In vitro techniques have been used to investigate the nature of microsomal cytochrome P450 involved in the metabolism of oleic acid, a physiological monounsaturated fatty acid. Like lauric acid, which is currently used as a model substrate of fatty acid metabolism, the alkyl chain of oleic acid is hydroxylated on its omega and (omega-1) carbons. The identity of these hydroxylated metabolites was ascertained by GC/MS and LC/MS. The omega/omega-1 ratio of oleic acid metabolites (1.22+/-0.01) was found to be similar to that obtained with lauric acid in rat liver microsomes (1.10+/-0.02), while in human liver microsomes this ratio was 0.75+/-0.5 for lauric acid and 5.2+/-2.6 for oleic acid. After treatment of rats with ethanol or clofibrate, inducers of CYP2E1 and CYP4A, respectively, the hydroxylations of oleic acid were shown to be less inducible than those of lauric acid.

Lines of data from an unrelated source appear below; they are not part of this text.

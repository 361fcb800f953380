//! Per-frame motion primitives.
//!
//! Each primitive is a small state holder that writes one
//! [`Transform`](crate::scene::Transform) per tick from the frame's
//! [`FrameClock`]. Primitives never allocate, never block and never touch
//! the engine; components publish the resulting transform afterwards.

/// Additive sinusoidal displacement.
pub mod bob;
/// Orbit + bob + spin bundle for floating models.
pub mod float;
/// Exponential smoothing toward the pointer.
pub mod follow;
/// Circular motion around a target.
pub mod orbit;
/// Per-axis accumulated rotation.
pub mod spin;

pub use bob::Bob;
pub use float::FloatMotion;
pub use follow::MouseFollow;
pub use orbit::{Orbit, OrbitState};
pub use spin::Spin;

use glam::Vec3;
use schemars::JsonSchema;
use serde::{Deserialize, Serialize};

use crate::scene::Transform;
use crate::util::frame_timing::FrameClock;

/// A motion primitive driven by the frame clock.
pub trait Motion {
    /// Update `transform` for this tick.
    fn apply(&mut self, clock: FrameClock, transform: &mut Transform);
}

/// Principal axis selector for self-rotation.
#[derive(
    Debug,
    Clone,
    Copy,
    PartialEq,
    Eq,
    Hash,
    Default,
    Serialize,
    Deserialize,
    JsonSchema,
)]
#[serde(rename_all = "lowercase")]
pub enum Axis {
    /// Local X.
    X,
    /// Local Y.
    #[default]
    Y,
    /// Local Z.
    Z,
}

impl Axis {
    /// Component index into a `Vec3`.
    #[must_use]
    pub const fn index(self) -> usize {
        match self {
            Self::X => 0,
            Self::Y => 1,
            Self::Z => 2,
        }
    }

    /// Unit vector along this axis.
    #[must_use]
    pub const fn unit(self) -> Vec3 {
        match self {
            Self::X => Vec3::X,
            Self::Y => Vec3::Y,
            Self::Z => Vec3::Z,
        }
    }
}
use glam::{EulerRot, Quat, Vec3};

use super::{Bob, Motion, OrbitState};
use crate::scene::Transform;
use crate::util::frame_timing::FrameClock;

/// Combined drift for a floating model: an optional time-driven orbit, an
/// optional bob, and a steady spin added to the Y Euler angle of the
/// rest rotation.
///
/// `speed` scales all three. Unlike [`Orbit`](super::Orbit) the orbit angle
/// is a pure function of elapsed time, so a floating model cannot be
/// paused.
#[derive(Debug, Clone)]
pub struct FloatMotion {
    base: Vec3,
    rotation: Vec3,
    orbit: Option<OrbitState>,
    bob: Option<Bob>,
    rotate_speed: f32,
    speed: f32,
    spin: f32,
}

impl FloatMotion {
    /// Rest at `base`, no orbit, no bob, spinning at `rotate_speed`.
    #[must_use]
    pub fn new(base: Vec3, rotate_speed: f32, speed: f32) -> Self {
        Self {
            base,
            rotation: Vec3::ZERO,
            orbit: None,
            bob: None,
            rotate_speed,
            speed,
            spin: 0.0,
        }
    }

    /// Rest rotation as XYZ Euler angles in radians. The spin adds to Y.
    #[must_use]
    pub fn with_rotation(mut self, euler: Vec3) -> Self {
        self.rotation = euler;
        self
    }

    /// Orbit `target` at `radius`; the height stays at the base height.
    #[must_use]
    pub fn with_orbit(mut self, target: Vec3, radius: f32, orbit_speed: f32) -> Self {
        self.orbit = Some(OrbitState::new(target, radius, orbit_speed));
        self
    }

    /// Bob along `direction` by `intensity` at `2 * speed` rad/s.
    #[must_use]
    pub fn with_bob(mut self, direction: Vec3, intensity: f32) -> Self {
        self.bob = Some(Bob::new(direction, intensity, 2.0 * self.speed));
        self
    }

    /// Accumulated Y spin in radians.
    #[must_use]
    pub fn spin(&self) -> f32 {
        self.spin
    }

    /// Rotation after the accumulated spin.
    #[must_use]
    pub fn rotation(&self) -> Quat {
        let r = self.rotation;
        Quat::from_euler(EulerRot::XYZ, r.x, r.y + self.spin, r.z)
    }

    /// Position at elapsed time `elapsed`, before spin.
    #[must_use]
    pub fn position(&self, elapsed: f32) -> Vec3 {
        let mut p = match &self.orbit {
            Some(orbit) => {
                let mut p = orbit.point_at(elapsed * orbit.speed * self.speed);
                p.y = self.base.y;
                p
            }
            None => self.base,
        };
        if let Some(bob) = &self.bob {
            p += bob.displacement(elapsed);
        }
        p
    }
}

impl Motion for FloatMotion {
    fn apply(&mut self, clock: FrameClock, transform: &mut Transform) {
        transform.position = self.position(clock.elapsed);
        self.spin += clock.delta * self.rotate_speed * self.speed;
        transform.rotation = self.rotation();
    }
}

#[cfg(test)]
mod tests {
    use super::*;

    #[test]
    fn rests_at_base_without_orbit_or_bob() {
        let base = Vec3::new(1.0, 2.0, 3.0);
        let mut motion = FloatMotion::new(base, 0.5, 1.0);
        let mut t = Transform::new();
        for step in 1..50 {
            motion.apply(FrameClock::new(step as f32 * 0.1, 0.1), &mut t);
        }
        assert_eq!(t.position, base);
    }

    #[test]
    fn bob_does_not_accumulate_between_ticks() {
        let base = Vec3::new(0.0, 1.0, 0.0);
        let mut motion =
            FloatMotion::new(base, 0.0, 1.0).with_bob(Vec3::Y, 0.1);
        let mut t = Transform::new();
        for step in 0..200 {
            let e = step as f32 * 0.05;
            motion.apply(FrameClock::new(e, 0.05), &mut t);
            assert!((t.position.y - base.y).abs() <= 0.1 + 1e-6);
        }
    }

    #[test]
    fn orbit_keeps_base_height_and_radius() {
        let mut motion = FloatMotion::new(Vec3::new(0.0, 0.7, 0.0), 0.5, 2.0)
            .with_orbit(Vec3::new(1.0, 5.0, 1.0), 2.0, 0.5);
        let mut t = Transform::new();
        motion.apply(FrameClock::new(3.0, 0.1), &mut t);
        assert_eq!(t.position.y, 0.7);
        let xz = Vec3::new(t.position.x - 1.0, 0.0, t.position.z - 1.0);
        assert!((xz.length() - 2.0).abs() < 1e-5);
    }

    #[test]
    fn spin_scales_with_speed() {
        let mut motion = FloatMotion::new(Vec3::ZERO, 0.5, 2.0);
        let mut t = Transform::new();
        motion.apply(FrameClock::new(1.0, 1.0), &mut t);
        assert_eq!(motion.spin(), 1.0);
    }

    #[test]
    fn spin_keeps_the_rest_tilt() {
        let tilt = Vec3::new(1.0, 0.0, 0.5);
        let mut motion =
            FloatMotion::new(Vec3::ZERO, 0.5, 1.0).with_rotation(tilt);
        let mut t = Transform::new();
        motion.apply(FrameClock::new(0.05, 0.05), &mut t);
        let expected = Quat::from_euler(EulerRot::XYZ, 1.0, 0.025, 0.5);
        assert!(t.rotation.abs_diff_eq(expected, 1e-6));
    }
}
use glam::{EulerRot, Quat, Vec3};

use super::{Axis, Motion};
use crate::interaction::PauseFlag;
use crate::scene::Transform;
use crate::util::frame_timing::FrameClock;

/// Continuous self-rotation about one local axis.
///
/// Angles accumulate without wrapping; the quaternion written to the
/// transform handles periodicity.
#[derive(Debug, Clone)]
pub struct Spin {
    axis: Axis,
    speed: f32,
    angles: Vec3,
    pause: PauseFlag,
}

impl Spin {
    /// Spin about `axis` at `speed` radians per second.
    #[must_use]
    pub fn new(axis: Axis, speed: f32) -> Self {
        Self {
            axis,
            speed,
            angles: Vec3::ZERO,
            pause: PauseFlag::new(),
        }
    }

    /// Share a pause flag owned by an enclosing interaction wrapper.
    #[must_use]
    pub fn with_pause(mut self, pause: PauseFlag) -> Self {
        self.pause = pause;
        self
    }

    /// Axis being spun about.
    #[must_use]
    pub fn axis(&self) -> Axis {
        self.axis
    }

    /// Accumulated angle about the spin axis.
    #[must_use]
    pub fn angle(&self) -> f32 {
        self.angles[self.axis.index()]
    }

    /// Accumulated XYZ Euler angles.
    #[must_use]
    pub fn angles(&self) -> Vec3 {
        self.angles
    }

    /// Rotation for the accumulated angles (XYZ order).
    #[must_use]
    pub fn rotation(&self) -> Quat {
        Quat::from_euler(
            EulerRot::XYZ,
            self.angles.x,
            self.angles.y,
            self.angles.z,
        )
    }
}

impl Motion for Spin {
    fn apply(&mut self, clock: FrameClock, transform: &mut Transform) {
        if self.pause.is_paused() {
            return;
        }
        self.angles[self.axis.index()] += clock.delta * self.speed;
        transform.rotation = self.rotation();
    }
}

#[cfg(test)]
mod tests {
    use super::*;

    #[test]
    fn angle_is_exact_sum_of_unpaused_steps() {
        let pause = PauseFlag::new();
        let mut spin = Spin::new(Axis::Z, 1.3).with_pause(pause.clone());
        let mut t = Transform::new();
        let mut expected = 0.0_f32;
        let deltas = [0.016, 0.017, 0.0, 0.5, 0.033, 0.016, 0.1, 0.02];
        for (i, &delta) in deltas.iter().enumerate() {
            let paused = i % 3 == 1;
            pause.set(paused);
            spin.apply(FrameClock::new(0.0, delta), &mut t);
            if !paused {
                expected += delta * 1.3;
            }
        }
        assert_eq!(spin.angle(), expected);
        assert_eq!(spin.angles().x, 0.0);
        assert_eq!(spin.angles().y, 0.0);
    }

    #[test]
    fn writes_rotation_about_axis() {
        let mut spin = Spin::new(Axis::Y, 1.0);
        let mut t = Transform::new();
        spin.apply(FrameClock::new(0.0, std::f32::consts::PI), &mut t);
        assert!(t.forward().abs_diff_eq(Vec3::NEG_Z, 1e-5));
    }

    #[test]
    fn no_wraparound() {
        let mut spin = Spin::new(Axis::X, 10.0);
        let mut t = Transform::new();
        for _ in 0..10 {
            spin.apply(FrameClock::new(0.0, 1.0), &mut t);
        }
        assert_eq!(spin.angle(), 100.0);
    }
}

Five in vitro approaches were used to identify the P450 isoform(s) responsible for the microsomal (omega-1)-hydroxylation of oleic acid: effect of various inducers in rats, correlation studies between specific P450 catalytic activities in a panel of 25 human liver microsomes, chemical inhibitions, immuno-inhibitions and metabolism by cDNA-expressed human P450 enzymes. From the above results, it can be ascertained that P450 2E1 is the main enzyme involved in the (omega-1)-hydroxylation of oleic acid. Furthermore, the omega-hydroxylation of oleic acid was shown to be mainly catalyzed by P450 4A enzymes in human liver microsomes. The turnover number of (omega-1)-hydroxylation of lauric and oleic acids decreased from 7.8 to 1.5 min(-1), respectively, suggesting that the dodecane alkyl chain allows optimal binding to the active site of CYP2E1.